For Robert Gordon, his role in coaching students working at the Bonnaroo Music and Arts Festival in Manchester, Tennessee, in June was all about capturing the essence of “the Roo.”

“The major difference with producing Bonnaroo performances for TV from that of an individual artist TV concert is that the festival is the star,” said Gordon, an assistant professor in the Department of Electronic Media Communication with almost 40 years of experience in broadcast, cable and network programming.

“Bonnaroo is an experience. Stage to stage, hour to hour, day to day, year to year, the performers change. Bonnaroo is the focus.”

Gordon was a key member in a group of MTSU faculty and staff supporting about 40 College of Media and Entertainment students working at the 2016 festival. MTSU’s involvement, in its third year, is the result of a unique partnership between the university and festival organizers Superfly Presents and AC Entertainment.

Roo Bob Gordon

Bob Gordon (right), a video production faculty member, works with student Kyle Miller in “The Truck.”

At the heart of the college’s presence was its 40-foot, $1.7 million Mobile Production Lab, known as “The Truck,” which worked the Who Stage at the event for the second straight year.

 

MTSU produced 20 different acts over four days for television, said Gordon, who oversaw EMC students capturing footage of the 15th anniversary edition of one of the world’s biggest music festivals.

Stocked with world-class video and audio production equipment, The Truck served as Gordon’s behind-the-scenes operational headquarters where he orchestrated the show as a “player-coach.” His role was “to provide a fun, safe atmosphere and a creative structure in which people can do their best work and benefit from the experience.”

A student production manager coordinated transportation in and out of the festival, and for each act, students rotated among all the camera and truck positions.

Roo photographer

Student Sean Byrne, a sophomore video production major from Memphis, works a handheld camera during the Henry Wagons performance.

“The students presented totally different artists, live, with no rehearsal, in one take and showed the essence of each act, as well as the atmosphere which is Bonnaroo,” Gordon said. “I directed the first part of each performance, with a student assisting me.
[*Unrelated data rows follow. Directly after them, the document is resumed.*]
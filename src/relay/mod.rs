//! HTTP/WebSocket surface and wiring of the relay's components.

pub mod connection;
pub mod publisher;
pub mod spider;

use std::net::SocketAddr;
use std::sync::Arc;

use axum::extract::connect_info::ConnectInfo;
use axum::extract::ws::WebSocketUpgrade;
use axum::extract::State;
use axum::http::{header, HeaderMap, StatusCode};
use axum::response::{IntoResponse, Response};
use axum::routing::get;
use axum::{Json, Router};
use serde_json::{json, Value};
use thiserror::Error;
use tokio::net::TcpListener;
use tokio::sync::mpsc;
use tracing::{error, info};

use crate::acl::{Acl, AclError};
use crate::config::{Config, SpiderMode};
use crate::event::envelope::MAX_SUB_ID_LEN;
use crate::event::Event;
use crate::identity::RelayIdentity;
use crate::store::{Store, StoreError};

use self::publisher::{Publisher, MAX_SUBS_PER_CONN};

/// Error types for relay startup and serving.
#[derive(Debug, Error)]
pub enum RelayError {
    #[error("i/o error: {0}")]
    Io(#[from] std::io::Error),

    #[error(transparent)]
    Store(#[from] StoreError),

    #[error(transparent)]
    Acl(#[from] AclError),
}

/// Process-wide wiring shared by every connection and background task.
pub struct RelayState {
    pub cfg: Config,
    pub store: Arc<Store>,
    pub acl: Arc<Acl>,
    pub publisher: Arc<Publisher>,
    pub admit_tx: mpsc::Sender<Event>,
    pub identity: RelayIdentity,
}

/// Open the store under the configured data directory and wire the state.
/// Must run inside a tokio runtime; the publisher fan-out task starts here.
pub fn build(cfg: Config) -> Result<Arc<RelayState>, RelayError> {
    let store = Arc::new(Store::open(&cfg.data_dir)?);
    build_with_store(cfg, store)
}

/// Wire the state over an already opened store.
pub fn build_with_store(cfg: Config, store: Arc<Store>) -> Result<Arc<RelayState>, RelayError> {
    let identity = RelayIdentity::load_or_create(&store)?;
    let acl = Arc::new(Acl::new(cfg.acl_mode, cfg.admins.clone(), &store)?);
    let publisher = Arc::new(Publisher::new(acl.clone()));
    let admit_tx = publisher.start();
    Ok(Arc::new(RelayState {
        cfg,
        store,
        acl,
        publisher,
        admit_tx,
        identity,
    }))
}

/// The main router: WebSocket upgrade and relay-info on `/`, `/healthz`.
pub fn router(state: Arc<RelayState>) -> Router {
    Router::new()
        .route("/", get(root))
        .route("/healthz", get(healthz))
        .with_state(state)
}

/// Bind listeners, start background tasks and serve until shutdown.
pub async fn run(cfg: Config) -> Result<(), RelayError> {
    let state = build(cfg)?;
    let addr = format!("{}:{}", state.cfg.listen, state.cfg.port);
    let listener = TcpListener::bind(&addr).await?;

    if let Some(port) = state.cfg.health_port {
        let health = TcpListener::bind(format!("{}:{}", state.cfg.listen, port)).await?;
        tokio::spawn(health_server(health));
    }
    if state.cfg.spider_mode == SpiderMode::Follows {
        tokio::spawn(spider::run(state.clone()));
    }

    serve(state, listener).await
}

/// Serve the relay on an already bound listener until ctrl-c.
pub async fn serve(state: Arc<RelayState>, listener: TcpListener) -> Result<(), RelayError> {
    info!(addr = %listener.local_addr()?, "relay listening");
    let app = router(state);
    axum::serve(
        listener,
        app.into_make_service_with_connect_info::<SocketAddr>(),
    )
    .with_graceful_shutdown(shutdown_signal())
    .await?;
    info!("relay stopped");
    Ok(())
}

async fn shutdown_signal() {
    if let Err(e) = tokio::signal::ctrl_c().await {
        error!(error = %e, "shutdown signal listener failed");
    }
}

async fn health_server(listener: TcpListener) {
    let app = Router::new().route("/healthz", get(healthz));
    if let Err(e) = axum::serve(listener, app.into_make_service()).await {
        error!(error = %e, "health listener failed");
    }
}

async fn root(
    ws: Option<WebSocketUpgrade>,
    headers: HeaderMap,
    ConnectInfo(remote): ConnectInfo<SocketAddr>,
    State(state): State<Arc<RelayState>>,
) -> Response {
    if !ip_allowed(&state.cfg.ip_whitelist, &remote) {
        return (StatusCode::FORBIDDEN, "blocked: address not allowed").into_response();
    }
    if let Some(ws) = ws {
        return ws
            .on_upgrade(move |socket| connection::serve(socket, remote, state))
            .into_response();
    }
    if wants_relay_info(&headers) {
        return Json(info_document(&state)).into_response();
    }
    (
        StatusCode::OK,
        format!("{}: a Nostr relay, connect with a WebSocket client", state.cfg.name),
    )
        .into_response()
}

async fn healthz() -> StatusCode {
    StatusCode::OK
}

fn wants_relay_info(headers: &HeaderMap) -> bool {
    headers
        .get(header::ACCEPT)
        .and_then(|value| value.to_str().ok())
        .map(|accept| accept.contains("application/nostr+json"))
        .unwrap_or(false)
}

/// NIP-11 relay information document.
fn info_document(state: &RelayState) -> Value {
    json!({
        "name": state.cfg.name,
        "description": state.cfg.description,
        "pubkey": state.identity.pubkey_hex(),
        "software": "lorelay",
        "version": env!("CARGO_PKG_VERSION"),
        "supported_nips": [1, 9, 11, 42, 50],
        "limitation": {
            "max_subid_length": MAX_SUB_ID_LEN,
            "max_subscriptions": MAX_SUBS_PER_CONN,
            "auth_required": state.acl.requires_auth(),
            "payment_required": false,
        },
    })
}

fn ip_allowed(whitelist: &[String], remote: &SocketAddr) -> bool {
    if whitelist.is_empty() {
        return true;
    }
    let ip = remote.ip().to_string();
    whitelist.iter().any(|prefix| ip.starts_with(prefix))
}

#[cfg(test)]
mod tests {
    use super::*;

    #[test]
    fn test_ip_allowed() {
        let remote: SocketAddr = "127.0.0.1:9000".parse().unwrap();
        assert!(ip_allowed(&[], &remote));
        assert!(ip_allowed(&["127.0.".to_string()], &remote));
        assert!(ip_allowed(
            &["10.0.".to_string(), "127.0.0.1".to_string()],
            &remote
        ));
        assert!(!ip_allowed(&["10.0.".to_string()], &remote));
    }

    #[tokio::test]
    async fn test_info_document_shape() {
        let store = Arc::new(Store::builder().temp(true).build().unwrap());
        let state = build_with_store(Config::default(), store).unwrap();
        let doc = info_document(&state);
        assert_eq!(doc["name"], "lorelay");
        assert_eq!(doc["software"], "lorelay");
        assert_eq!(doc["limitation"]["auth_required"], false);
        assert_eq!(doc["pubkey"].as_str().unwrap().len(), 64);
        assert!(doc["supported_nips"]
            .as_array()
            .unwrap()
            .contains(&json!(42)));
    }
}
Midway through each act, I gave the reins to the student and was their assistant.”

Students with expertise in audio, video, photography and journalism are again working at the four-day event to produce a variety of multimedia content.

“Our students learned about working in live events and entertainment — and that week, Bonnaroo was their classroom,” said Billy Pittard, chair of the Department of Electronic Media Communication. “Live events present great career opportunities for our students.”

Sean Byrne, a sophomore video production major from Memphis, Tennessee, was among students handling camera duties.

“We just ran handheld for a band called Henry Wagons, an up-and-coming band from Australia, and it was really cool to get in really close and shoot over the shoulder and get all kinds of shots and be creative with it,” Byrne said.

Gordon noted that while last year’s crop of students included “several dozen audio and video student volunteers,” this year’s group also included an audio production class as well as video and photography students that he recruited to join in on the action.

“This year we brought three photography majors, guided by Assistant Professor Jonathan Trundle. They produced photo essays on various aspects of the festival experience as well as behind-the-scenes essays on the television production,” Gordon said.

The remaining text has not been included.